§ **Aim of the exercise**
Using the records that follow, work out how many lines hold the string "finalGrade" and provide that number only.

*** Opening Stored data ***

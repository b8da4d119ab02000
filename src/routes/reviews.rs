use actix_web::{HttpRequest, HttpResponse, Result as ActixResult, web};
use once_cell::sync::Lazy;

use crate::middlewares;
use crate::models::class_users::entities::ClassUserRole;
use crate::models::classes::requests::ClassIdQuery;
use crate::models::reviews::requests::{
    CreateReviewRequest, FinalizeReviewRequest, PostCommentRequest, ReviewQuery,
};
use crate::services::ReviewService;

static REVIEW_SERVICE: Lazy<ReviewService> = Lazy::new(ReviewService::new_lazy);

pub async fn create_review(
    req: HttpRequest,
    query: web::Query<ClassIdQuery>,
    body: web::Json<CreateReviewRequest>,
) -> ActixResult<HttpResponse> {
    REVIEW_SERVICE
        .create_review(&req, query.class_id, body.into_inner())
        .await
}

pub async fn get_student_review(
    req: HttpRequest,
    query: web::Query<ReviewQuery>,
) -> ActixResult<HttpResponse> {
    REVIEW_SERVICE
        .get_student_review(&req, query.into_inner())
        .await
}

pub async fn list_reviews(
    req: HttpRequest,
    query: web::Query<ReviewQuery>,
) -> ActixResult<HttpResponse> {
    REVIEW_SERVICE.list_reviews(&req, query.into_inner()).await
}

pub async fn post_comment(
    req: HttpRequest,
    query: web::Query<ClassIdQuery>,
    body: web::Json<PostCommentRequest>,
) -> ActixResult<HttpResponse> {
    REVIEW_SERVICE
        .post_comment(&req, query.class_id, body.into_inner())
        .await
}

pub async fn get_comments(
    req: HttpRequest,
    query: web::Query<ReviewQuery>,
) -> ActixResult<HttpResponse> {
    REVIEW_SERVICE.get_comments(&req, query.into_inner()).await
}

pub async fn make_review_final(
    req: HttpRequest,
    query: web::Query<ClassIdQuery>,
    body: web::Json<FinalizeReviewRequest>,
) -> ActixResult<HttpResponse> {
    REVIEW_SERVICE
        .make_review_final(&req, query.class_id, body.into_inner())
        .await
}

// 配置路由
pub fn configure_review_routes(cfg: &mut web::ServiceConfig) {
    cfg.service(
        web::scope("/review")
            .wrap(middlewares::RequireJWT)
            .service(
                web::resource("/request").route(
                    web::post()
                        .to(create_review)
                        .wrap(middlewares::RequireClassRole::new(&ClassUserRole::Student)),
                ),
            )
            .service(
                web::resource("/student").route(
                    web::get()
                        .to(get_student_review)
                        .wrap(middlewares::RequireClassRole::new(&ClassUserRole::Student)),
                ),
            )
            .service(
                web::resource("/list").route(
                    web::get()
                        .to(list_reviews)
                        .wrap(middlewares::RequireClassRole::new(&ClassUserRole::Teacher)),
                ),
            )
            .service(
                // 评论双方都可参与，具体权限在服务层按复查归属校验
                web::resource("/comment").route(
                    web::post()
                        .to(post_comment)
                        .wrap(middlewares::RequireClassRole::new_any(
                            ClassUserRole::all_roles(),
                        )),
                ),
            )
            .service(
                web::resource("/comments").route(
                    web::get()
                        .to(get_comments)
                        .wrap(middlewares::RequireClassRole::new_any(
                            ClassUserRole::all_roles(),
                        )),
                ),
            )
            .service(
                web::resource("/final").route(
                    web::post()
                        .to(make_review_final)
                        .wrap(middlewares::RequireClassRole::new(&ClassUserRole::Teacher)),
                ),
            ),
    );
}

#[cfg(test)]
mod tests {
    use super::*;
    use crate::routes::testing::{bearer, storage_data};
    use crate::services::reviews::fixtures::classroom;
    use actix_web::{App, http::StatusCode, test};
    use serde_json::{Value, json};

    #[actix_web::test]
    async fn test_review_flow_over_http() {
        let room = classroom().await;
        let app = test::init_service(
            App::new()
                .app_data(storage_data(&room.storage))
                .configure(configure_review_routes),
        )
        .await;
        let class_id = room.class_id;
        let grade_id = room.grade.id;

        // 教师不能以学生身份申请复查
        let req = test::TestRequest::post()
            .uri(&format!("/review/request?class_id={class_id}"))
            .insert_header(bearer(room.teacher.id))
            .set_json(json!({"gradeId": grade_id, "expectedGrade": 9, "explanation": "x"}))
            .to_request();
        let res = test::call_service(&app, req).await;
        assert_eq!(res.status(), StatusCode::FORBIDDEN);

        let req = test::TestRequest::post()
            .uri(&format!("/review/request?class_id={class_id}"))
            .insert_header(bearer(room.student.id))
            .set_json(json!({
                "gradeId": grade_id,
                "expectedGrade": 9,
                "explanation": "Recount question 3"
            }))
            .to_request();
        let res = test::call_service(&app, req).await;
        assert_eq!(res.status(), StatusCode::CREATED);
        let json: Value = test::read_body_json(res).await;
        assert_eq!(json["data"]["status"], "pending");
        assert_eq!(json["data"]["currentGrade"], 6.0);
        let review_id = json["data"]["id"].as_i64().unwrap();

        let req = test::TestRequest::post()
            .uri(&format!("/review/comment?class_id={class_id}"))
            .insert_header(bearer(room.teacher.id))
            .set_json(json!({"gradeId": grade_id, "reviewId": review_id, "content": "Looking"}))
            .to_request();
        let res = test::call_service(&app, req).await;
        assert_eq!(res.status(), StatusCode::CREATED);

        // 同班同学看不到别人的复查评论
        let uri = format!(
            "/review/comments?class_id={class_id}&grade_id={grade_id}&review_id={review_id}"
        );
        let req = test::TestRequest::get()
            .uri(&uri)
            .insert_header(bearer(room.classmate.id))
            .to_request();
        let res = test::call_service(&app, req).await;
        assert_eq!(res.status(), StatusCode::FORBIDDEN);

        let req = test::TestRequest::get()
            .uri(&uri)
            .insert_header(bearer(room.student.id))
            .to_request();
        let res = test::call_service(&app, req).await;
        assert_eq!(res.status(), StatusCode::OK);
        let json: Value = test::read_body_json(res).await;
        assert_eq!(json["data"][0]["content"], "Looking");
        assert_eq!(json["data"][0]["fullname"], "User teacher@x.com");

        let req = test::TestRequest::get()
            .uri(&format!("/review/list?class_id={class_id}"))
            .insert_header(bearer(room.teacher.id))
            .to_request();
        let res = test::call_service(&app, req).await;
        let json: Value = test::read_body_json(res).await;
        assert_eq!(json["data"].as_array().unwrap().len(), 1);
        assert_eq!(json["data"][0]["studentId"], "S1");

        let req = test::TestRequest::post()
            .uri(&format!("/review/final?class_id={class_id}"))
            .insert_header(bearer(room.teacher.id))
            .set_json(json!({"gradeId": grade_id, "studentId": "S1", "finalGrade": 7.5}))
            .to_request();
        let res = test::call_service(&app, req).await;
        assert_eq!(res.status(), StatusCode::OK);
        let json: Value = test::read_body_json(res).await;
        assert_eq!(json["data"]["review"]["status"], "finalized");
        assert_eq!(json["data"]["studentComposition"]["grade"], 7.5);

        let req = test::TestRequest::get()
            .uri(&format!("/review/student?class_id={class_id}&grade_id={grade_id}"))
            .insert_header(bearer(room.student.id))
            .to_request();
        let res = test::call_service(&app, req).await;
        let json: Value = test::read_body_json(res).await;
        assert_eq!(json["data"]["finalGrade"], 7.5);
    }

    #[actix_web::test]
    async fn test_student_cannot_list_or_finalize() {
        let room = classroom().await;
        let app = test::init_service(
            App::new()
                .app_data(storage_data(&room.storage))
                .configure(configure_review_routes),
        )
        .await;

        let req = test::TestRequest::get()
            .uri(&format!("/review/list?class_id={}", room.class_id))
            .insert_header(bearer(room.student.id))
            .to_request();
        assert_eq!(
            test::call_service(&app, req).await.status(),
            StatusCode::FORBIDDEN
        );

        let req = test::TestRequest::post()
            .uri(&format!("/review/final?class_id={}", room.class_id))
            .insert_header(bearer(room.student.id))
            .set_json(json!({"gradeId": room.grade.id, "studentId": "S1", "finalGrade": 10}))
            .to_request();
        assert_eq!(
            test::call_service(&app, req).await.status(),
            StatusCode::FORBIDDEN
        );
    }
}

*** Closing Stored data ***

§ **Your solution**
3